Technical requirements

To follow along and successfully implement the concepts discussed in this chapter, you need to set up a proper development environment. The main technical requirement is Python, which will be used to manage the dependencies and run the necessary code for the project. Specifically, you need:

Python 3.12 or Higher

The project is designed to work with Python 3.12, so ensure you have this version installed. If not, consider using a tool like pyenv to manage and install the correct Python version.

Dependency Management

We will use just scripts and uv for managing dependencies efficiently. These tools allow us to handle virtual environments and package installation seamlessly. For more information, visit https://github.com/casey/just and https://astral.sh/blog/uv to perform installation. Installation guide for just can be found here https://github.com/casey/just?tab=readme-ov-file#installation

It is also suggested to use pyenv to manage Python versions https://github.com/pyenv/pyenv, installation instructions can be found here https://github.com/pyenv/pyenv?tab=readme-ov-file#installation

You can set Python 3.12 globally as follows:

$ pyenv global system 3.12 
  • Virtual Environment: We recommend creating a virtual environment to isolate the project dependencies and avoid conflicts with other Python installations.

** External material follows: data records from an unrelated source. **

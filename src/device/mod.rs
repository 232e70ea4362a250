//! Bridged device state.

pub mod bridged_device;

pub use bridged_device::{
    BridgedAttributes, BridgedDevice, DEVICE_NAME_CAPACITY, INVALID_ENDPOINT_ID, NoticeSink,
    StatusNotice,
};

  • pipx: While optional, using pipx for managing command-line tools like uv can simplify dependency installation and management.

  • Docker desktop installed: We will be using a Docker image for Elastic Search to populate our vector database. https://www.docker.com/products/docker-desktop/.

Libraries and Packages

The project requires several Python libraries, which will be installed through the provided justfile. The main libraries include:

  • Haystack for building the Q&A pipeline
  • OpenAI for embedding generation
  • Additional utilities like BeautifulSoup, dotenv, and more for pre-processing and environment management.
  • Bonus: Bytewax for real time processing

We will add these as part of a pyproject.toml file found here.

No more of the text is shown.